As in first language, phonological awareness appears to play a significant
role in acquiring reading skills in a new language, and consequently
weakness in phonological awareness is associated with children’s
reading difficulties in a foreign or second language(Geva & Wade-Woolley,
1997; Lindsey, Manis & Bailey, 2003).
Just as phonological awareness plays an identical role in first and
other language learning, so phonological memory supports development
of vocabulary and oral language skills in the acquisition of a new language
as it does in the first language. Children with stronger phonological
memory learned words in a foreign language more readily (Hu, 2003), and
Ellis (1996) demonstrated that foreign language learners with weak phonological
memory skills had more difficulty learning strings of language such as
idioms than those with stronger phonological memory skills (Ellis and
Schmidt, 1997).
And again as in first language, one of the most important findings
about phonological skills and foreign or other language learning is that
these skills can develop independently of each other in the new language.
This means a language learner can develop oral fluency in the new language
yet be unable to learn to read or vice versa—can read but cannot
comprehend the spoken language nor converse in it (Ganschow & Sparks,
1995).
Thus identifying phonological skills of an adult English Language Learner
(ELL) can reveal learning barriers and provide information for instruction
that can strengthen skills and lead to better learning.
Supporting the development of phonological skills in non-literate
adult learners improves their literacy acquisition.
A great many low or non-literate learners have arrived in adult education
and literacy programs in the US. Meeting both their literacy and English
acquisition needs has proven exceptionally challenging for many adult
educators. Very recent studies on adults with low or no literacy becoming
literate in their native languages have confirmed the need to focus on
the phonological skills to enhance literacy acquisition.

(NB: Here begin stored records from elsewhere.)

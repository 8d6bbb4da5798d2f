//! Decay weighting and radius handling.

/// Decimal places radii are rounded to before deduplication.
const RADIUS_DECIMALS: i32 = 6;

/// `max(0, 1 − d/r) · exp(−d/k)`.
///
/// Zero for a non-positive radius.  A non-positive decay scale disables the
/// exponential term and leaves the linear falloff.
pub fn decay_weight(distance_km: f64, radius_km: f64, decay_scale_km: f64) -> f64 {
    if !(radius_km > 0.0) {
        return 0.0;
    }
    let base = (1.0 - distance_km / radius_km).max(0.0);
    if decay_scale_km > 0.0 && decay_scale_km.is_finite() {
        base * (-distance_km / decay_scale_km).exp()
    } else {
        base
    }
}

/// Positive, finite, deduplicated, ascending.  Falls back to `[1.0]`.
pub fn normalize_radii(radii_km: &[f64]) -> Vec<f64> {
    let scale = 10f64.powi(RADIUS_DECIMALS);
    let mut out: Vec<f64> = radii_km
        .iter()
        .copied()
        .filter(|r| r.is_finite() && *r > 0.0)
        .map(|r| (r * scale).round() / scale)
        .filter(|r| *r > 0.0)
        .collect();
    out.sort_by(f64::total_cmp);
    out.dedup();
    if out.is_empty() {
        out.push(1.0);
    }
    out
}

/// `π r²`.
pub fn circle_area_sqkm(radius_km: f64) -> f64 {
    std::f64::consts::PI * radius_km * radius_km
}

Spanish-speaking
adults learning to read in Spanish were found to have limited phonological
skills and were aided by direct instruction in these skills as part of
the literacy instruction (Jimenez & Venegas, 2004).
Similarly, low or nonliterate adolescents and adults in literacy programs
in Burkino Faso, West Africa, were better able to progress in their literacy
learning when basic phonological awareness was strengthened as part of
the process. (Royer et al. 2004).
Evaluating the phonological skills of the low-literate and non-literate
ELLs will clearly enhance both literacy acquisition and English learning.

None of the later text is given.